(Information provided Opens)

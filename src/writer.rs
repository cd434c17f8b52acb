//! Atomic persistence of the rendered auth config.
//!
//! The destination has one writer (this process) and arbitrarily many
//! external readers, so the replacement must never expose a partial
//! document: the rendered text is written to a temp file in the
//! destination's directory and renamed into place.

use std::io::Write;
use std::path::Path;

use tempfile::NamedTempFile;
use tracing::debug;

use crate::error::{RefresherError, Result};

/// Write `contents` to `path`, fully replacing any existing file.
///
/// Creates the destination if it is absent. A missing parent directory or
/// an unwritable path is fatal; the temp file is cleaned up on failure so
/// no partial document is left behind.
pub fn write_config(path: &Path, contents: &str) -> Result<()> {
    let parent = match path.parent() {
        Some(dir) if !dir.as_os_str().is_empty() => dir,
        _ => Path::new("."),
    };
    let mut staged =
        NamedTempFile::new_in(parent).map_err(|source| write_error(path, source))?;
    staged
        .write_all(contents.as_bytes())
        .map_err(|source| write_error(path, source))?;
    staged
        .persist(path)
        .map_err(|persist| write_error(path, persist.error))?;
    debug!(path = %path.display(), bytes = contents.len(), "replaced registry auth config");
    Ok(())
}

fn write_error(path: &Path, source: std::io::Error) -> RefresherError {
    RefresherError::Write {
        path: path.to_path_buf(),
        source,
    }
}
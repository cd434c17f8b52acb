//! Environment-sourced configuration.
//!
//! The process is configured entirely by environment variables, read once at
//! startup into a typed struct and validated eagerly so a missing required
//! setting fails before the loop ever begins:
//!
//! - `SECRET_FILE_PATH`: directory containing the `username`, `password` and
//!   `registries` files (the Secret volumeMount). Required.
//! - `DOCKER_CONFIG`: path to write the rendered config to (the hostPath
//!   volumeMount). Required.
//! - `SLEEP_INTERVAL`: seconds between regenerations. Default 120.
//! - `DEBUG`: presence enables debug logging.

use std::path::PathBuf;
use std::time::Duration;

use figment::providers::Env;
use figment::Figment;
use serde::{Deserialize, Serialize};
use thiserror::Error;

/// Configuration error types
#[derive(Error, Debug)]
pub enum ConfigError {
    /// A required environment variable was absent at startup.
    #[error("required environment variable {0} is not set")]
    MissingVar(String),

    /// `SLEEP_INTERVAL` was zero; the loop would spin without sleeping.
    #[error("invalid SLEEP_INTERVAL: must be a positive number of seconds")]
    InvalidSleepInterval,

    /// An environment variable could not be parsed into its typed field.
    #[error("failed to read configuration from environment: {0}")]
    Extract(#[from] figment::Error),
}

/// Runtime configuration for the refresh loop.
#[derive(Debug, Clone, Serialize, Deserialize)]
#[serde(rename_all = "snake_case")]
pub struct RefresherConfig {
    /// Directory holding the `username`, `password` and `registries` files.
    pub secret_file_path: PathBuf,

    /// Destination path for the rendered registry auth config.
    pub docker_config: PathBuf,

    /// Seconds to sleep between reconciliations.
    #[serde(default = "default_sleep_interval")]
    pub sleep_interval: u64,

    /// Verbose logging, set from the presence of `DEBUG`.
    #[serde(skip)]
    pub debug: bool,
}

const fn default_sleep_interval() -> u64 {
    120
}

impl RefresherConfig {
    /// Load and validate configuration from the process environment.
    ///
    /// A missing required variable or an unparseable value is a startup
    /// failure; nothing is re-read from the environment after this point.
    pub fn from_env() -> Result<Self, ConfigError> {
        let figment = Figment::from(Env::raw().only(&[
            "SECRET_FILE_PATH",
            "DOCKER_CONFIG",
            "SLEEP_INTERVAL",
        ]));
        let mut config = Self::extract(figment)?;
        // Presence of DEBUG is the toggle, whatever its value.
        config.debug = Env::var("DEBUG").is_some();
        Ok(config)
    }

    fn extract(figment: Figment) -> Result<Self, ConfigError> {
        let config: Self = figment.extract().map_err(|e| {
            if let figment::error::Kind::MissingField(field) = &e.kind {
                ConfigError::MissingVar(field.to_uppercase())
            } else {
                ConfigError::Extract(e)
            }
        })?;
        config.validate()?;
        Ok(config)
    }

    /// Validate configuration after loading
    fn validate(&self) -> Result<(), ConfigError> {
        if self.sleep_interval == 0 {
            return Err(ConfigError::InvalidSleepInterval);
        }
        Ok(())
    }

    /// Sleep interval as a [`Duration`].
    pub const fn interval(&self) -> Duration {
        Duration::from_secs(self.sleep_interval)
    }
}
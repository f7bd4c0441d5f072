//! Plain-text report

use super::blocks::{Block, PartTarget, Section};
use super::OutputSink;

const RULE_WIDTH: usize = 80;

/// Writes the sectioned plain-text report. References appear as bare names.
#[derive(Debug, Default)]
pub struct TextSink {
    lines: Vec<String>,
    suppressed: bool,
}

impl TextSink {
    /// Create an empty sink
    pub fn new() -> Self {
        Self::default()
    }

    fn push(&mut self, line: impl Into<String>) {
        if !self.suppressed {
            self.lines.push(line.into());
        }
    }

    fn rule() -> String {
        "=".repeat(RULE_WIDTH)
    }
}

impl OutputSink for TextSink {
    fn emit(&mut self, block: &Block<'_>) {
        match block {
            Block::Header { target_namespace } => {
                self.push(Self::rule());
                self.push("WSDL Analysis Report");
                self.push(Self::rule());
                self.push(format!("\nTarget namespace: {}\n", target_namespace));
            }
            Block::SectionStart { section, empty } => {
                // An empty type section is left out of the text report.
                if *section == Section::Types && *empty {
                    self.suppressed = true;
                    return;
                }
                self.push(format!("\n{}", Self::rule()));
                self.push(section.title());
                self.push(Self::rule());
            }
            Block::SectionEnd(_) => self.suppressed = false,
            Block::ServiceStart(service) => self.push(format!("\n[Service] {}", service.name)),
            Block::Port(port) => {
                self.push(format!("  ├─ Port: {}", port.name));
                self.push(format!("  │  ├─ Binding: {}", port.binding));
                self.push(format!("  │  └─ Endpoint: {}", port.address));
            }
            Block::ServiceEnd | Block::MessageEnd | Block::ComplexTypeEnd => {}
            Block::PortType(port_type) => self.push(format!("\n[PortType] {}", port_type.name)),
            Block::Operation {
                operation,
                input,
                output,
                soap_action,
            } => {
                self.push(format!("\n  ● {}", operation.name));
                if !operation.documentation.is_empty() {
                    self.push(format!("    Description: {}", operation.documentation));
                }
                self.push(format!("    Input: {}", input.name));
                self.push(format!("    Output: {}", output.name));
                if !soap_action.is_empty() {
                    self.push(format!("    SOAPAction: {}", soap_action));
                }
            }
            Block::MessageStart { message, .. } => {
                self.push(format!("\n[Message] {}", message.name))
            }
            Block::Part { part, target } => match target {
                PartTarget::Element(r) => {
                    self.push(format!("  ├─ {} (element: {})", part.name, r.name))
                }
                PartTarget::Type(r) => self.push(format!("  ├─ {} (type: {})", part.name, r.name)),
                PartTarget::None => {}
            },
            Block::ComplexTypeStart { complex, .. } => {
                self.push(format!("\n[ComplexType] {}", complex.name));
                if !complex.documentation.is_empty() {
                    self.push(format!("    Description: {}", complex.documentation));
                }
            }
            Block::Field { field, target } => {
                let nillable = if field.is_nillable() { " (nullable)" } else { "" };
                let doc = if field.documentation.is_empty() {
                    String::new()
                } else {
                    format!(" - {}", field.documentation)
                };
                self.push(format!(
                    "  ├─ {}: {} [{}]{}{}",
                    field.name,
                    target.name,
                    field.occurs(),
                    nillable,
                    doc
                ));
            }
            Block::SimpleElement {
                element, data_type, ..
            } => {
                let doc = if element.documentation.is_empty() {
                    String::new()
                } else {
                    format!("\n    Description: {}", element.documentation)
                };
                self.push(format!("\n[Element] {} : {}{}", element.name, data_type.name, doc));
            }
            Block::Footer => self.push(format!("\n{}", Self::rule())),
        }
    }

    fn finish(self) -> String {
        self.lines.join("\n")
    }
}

(Information provided Closes)

**Instructions for the task**
What you give back should match the entries above exactly.

**Answer to the exercise**
filename src/writer.rs
repository cd434c17f8b52acb
//! Atomic persistence of the rendered auth config.
//!
//! The destination has one writer (this process) and arbitrarily many
//! external readers, so the replacement must never expose a partial
//! document: the rendered text is written to a temp file in the
//! destination's directory and renamed into place.

use std::io::Write;
use std::path::Path;

use tempfile::NamedTempFile;
use tracing::debug;

use crate::error::{RefresherError, Result};

/// Write `contents` to `path`, fully replacing any existing file.
///
/// Creates the destination if it is absent. A missing parent directory or
/// an unwritable path is fatal; the temp file is cleaned up on failure so
/// no partial document is left behind.
pub fn write_config(path: &Path, contents: &str) -> Result<()> {
    let parent = match path.parent() {
        Some(dir) if !dir.as_os_str().is_empty() => dir,
        _ => Path::new("."),
    };
    let mut staged =
        NamedTempFile::new_in(parent).map_err(|source| write_error(path, source))?;
    staged
        .write_all(contents.as_bytes())
        .map_err(|source| write_error(path, source))?;
    staged
        .persist(path)
        .map_err(|persist| write_error(path, persist.error))?;
    debug!(path = %path.display(), bytes = contents.len(), "replaced registry auth config");
    Ok(())
}

fn write_error(path: &Path, source: std::io::Error) -> RefresherError {
    RefresherError::Write {
        path: path.to_path_buf(),
        source,
    }
}
repository cd434c17f8b52acb
//! Environment-sourced configuration.
//!
//! The process is configured entirely by environment variables, read once at
//! startup into a typed struct and validated eagerly so a missing required
//! setting fails before the loop ever begins:
//!
//! - `SECRET_FILE_PATH`: directory containing the `username`, `password` and
//!   `registries` files (the Secret volumeMount). Required.
//! - `DOCKER_CONFIG`: path to write the rendered config to (the hostPath
//!   volumeMount). Required.
//! - `SLEEP_INTERVAL`: seconds between regenerations. Default 120.
//! - `DEBUG`: presence enables debug logging.

use std::path::PathBuf;
use std::time::Duration;

use figment::providers::Env;
use figment::Figment;
use serde::{Deserialize, Serialize};
use thiserror::Error;

/// Configuration error types
#[derive(Error, Debug)]
pub enum ConfigError {
    /// A required environment variable was absent at startup.
    #[error("required environment variable {0} is not set")]
    MissingVar(String),

    /// `SLEEP_INTERVAL` was zero; the loop would spin without sleeping.
    #[error("invalid SLEEP_INTERVAL: must be a positive number of seconds")]
    InvalidSleepInterval,

    /// An environment variable could not be parsed into its typed field.
    #[error("failed to read configuration from environment: {0}")]
    Extract(#[from] figment::Error),
}

/// Runtime configuration for the refresh loop.
#[derive(Debug, Clone, Serialize, Deserialize)]
#[serde(rename_all = "snake_case")]
pub struct RefresherConfig {
    /// Directory holding the `username`, `password` and `registries` files.
    pub secret_file_path: PathBuf,

    /// Destination path for the rendered registry auth config.
    pub docker_config: PathBuf,

    /// Seconds to sleep between reconciliations.
    #[serde(default = "default_sleep_interval")]
    pub sleep_interval: u64,

    /// Verbose logging, set from the presence of `DEBUG`.
    #[serde(skip)]
    pub debug: bool,
}

const fn default_sleep_interval() -> u64 {
    120
}

impl RefresherConfig {
    /// Load and validate configuration from the process environment.
    ///
    /// A missing required variable or an unparseable value is a startup
    /// failure; nothing is re-read from the environment after this point.
    pub fn from_env() -> Result<Self, ConfigError> {
        let figment = Figment::from(Env::raw().only(&[
            "SECRET_FILE_PATH",
            "DOCKER_CONFIG",
            "SLEEP_INTERVAL",
        ]));
        let mut config = Self::extract(figment)?;
        // Presence of DEBUG is the toggle, whatever its value.
        config.debug = Env::var("DEBUG").is_some();
        Ok(config)
    }

    fn extract(figment: Figment) -> Result<Self, ConfigError> {
        let config: Self = figment.extract().map_err(|e| {
            if let figment::error::Kind::MissingField(field) = &e.kind {
                ConfigError::MissingVar(field.to_uppercase())
            } else {
                ConfigError::Extract(e)
            }
        })?;
        config.validate()?;
        Ok(config)
    }

    /// Validate configuration after loading
    fn validate(&self) -> Result<(), ConfigError> {
        if self.sleep_interval == 0 {
            return Err(ConfigError::InvalidSleepInterval);
        }
        Ok(())
    }

    /// Sleep interval as a [`Duration`].
    pub const fn interval(&self) -> Duration {
        Duration::from_secs(self.sleep_interval)
    }
}
repository f7bd4c0441d5f072
//! Plain-text report

use super::blocks::{Block, PartTarget, Section};
use super::OutputSink;

const RULE_WIDTH: usize = 80;

/// Writes the sectioned plain-text report. References appear as bare names.
#[derive(Debug, Default)]
pub struct TextSink {
    lines: Vec<String>,
    suppressed: bool,
}

impl TextSink {
    /// Create an empty sink
    pub fn new() -> Self {
        Self::default()
    }

    fn push(&mut self, line: impl Into<String>) {
        if !self.suppressed {
            self.lines.push(line.into());
        }
    }

    fn rule() -> String {
        "=".repeat(RULE_WIDTH)
    }
}

impl OutputSink for TextSink {
    fn emit(&mut self, block: &Block<'_>) {
        match block {
            Block::Header { target_namespace } => {
                self.push(Self::rule());
                self.push("WSDL Analysis Report");
                self.push(Self::rule());
                self.push(format!("\nTarget namespace: {}\n", target_namespace));
            }
            Block::SectionStart { section, empty } => {
                // An empty type section is left out of the text report.
                if *section == Section::Types && *empty {
                    self.suppressed = true;
                    return;
                }
                self.push(format!("\n{}", Self::rule()));
                self.push(section.title());
                self.push(Self::rule());
            }
            Block::SectionEnd(_) => self.suppressed = false,
            Block::ServiceStart(service) => self.push(format!("\n[Service] {}", service.name)),
            Block::Port(port) => {
                self.push(format!("  ├─ Port: {}", port.name));
                self.push(format!("  │  ├─ Binding: {}", port.binding));
                self.push(format!("  │  └─ Endpoint: {}", port.address));
            }
            Block::ServiceEnd | Block::MessageEnd | Block::ComplexTypeEnd => {}
            Block::PortType(port_type) => self.push(format!("\n[PortType] {}", port_type.name)),
            Block::Operation {
                operation,
                input,
                output,
                soap_action,
            } => {
                self.push(format!("\n  ● {}", operation.name));
                if !operation.documentation.is_empty() {
                    self.push(format!("    Description: {}", operation.documentation));
                }
                self.push(format!("    Input: {}", input.name));
                self.push(format!("    Output: {}", output.name));
                if !soap_action.is_empty() {
                    self.push(format!("    SOAPAction: {}", soap_action));
                }
            }
            Block::MessageStart { message, .. } => {
                self.push(format!("\n[Message] {}", message.name))
            }
            Block::Part { part, target } => match target {
                PartTarget::Element(r) => {
                    self.push(format!("  ├─ {} (element: {})", part.name, r.name))
                }
                PartTarget::Type(r) => self.push(format!("  ├─ {} (type: {})", part.name, r.name)),
                PartTarget::None => {}
            },
            Block::ComplexTypeStart { complex, .. } => {
                self.push(format!("\n[ComplexType] {}", complex.name));
                if !complex.documentation.is_empty() {
                    self.push(format!("    Description: {}", complex.documentation));
                }
            }
            Block::Field { field, target } => {
                let nillable = if field.is_nillable() { " (nullable)" } else { "" };
                let doc = if field.documentation.is_empty() {
                    String::new()
                } else {
                    format!(" - {}", field.documentation)
                };
                self.push(format!(
                    "  ├─ {}: {} [{}]{}{}",
                    field.name,
                    target.name,
                    field.occurs(),
                    nillable,
                    doc
                ));
            }
            Block::SimpleElement {
                element, data_type, ..
            } => {
                let doc = if element.documentation.is_empty() {
                    String::new()
                } else {
                    format!("\n    Description: {}", element.documentation)
                };
                self.push(format!("\n[Element] {} : {}{}", element.name, data_type.name, doc));
            }
            Block::Footer => self.push(format!("\n{}", Self::rule())),
        }
    }

    fn finish(self) -> String {
        self.lines.join("\n")
    }
}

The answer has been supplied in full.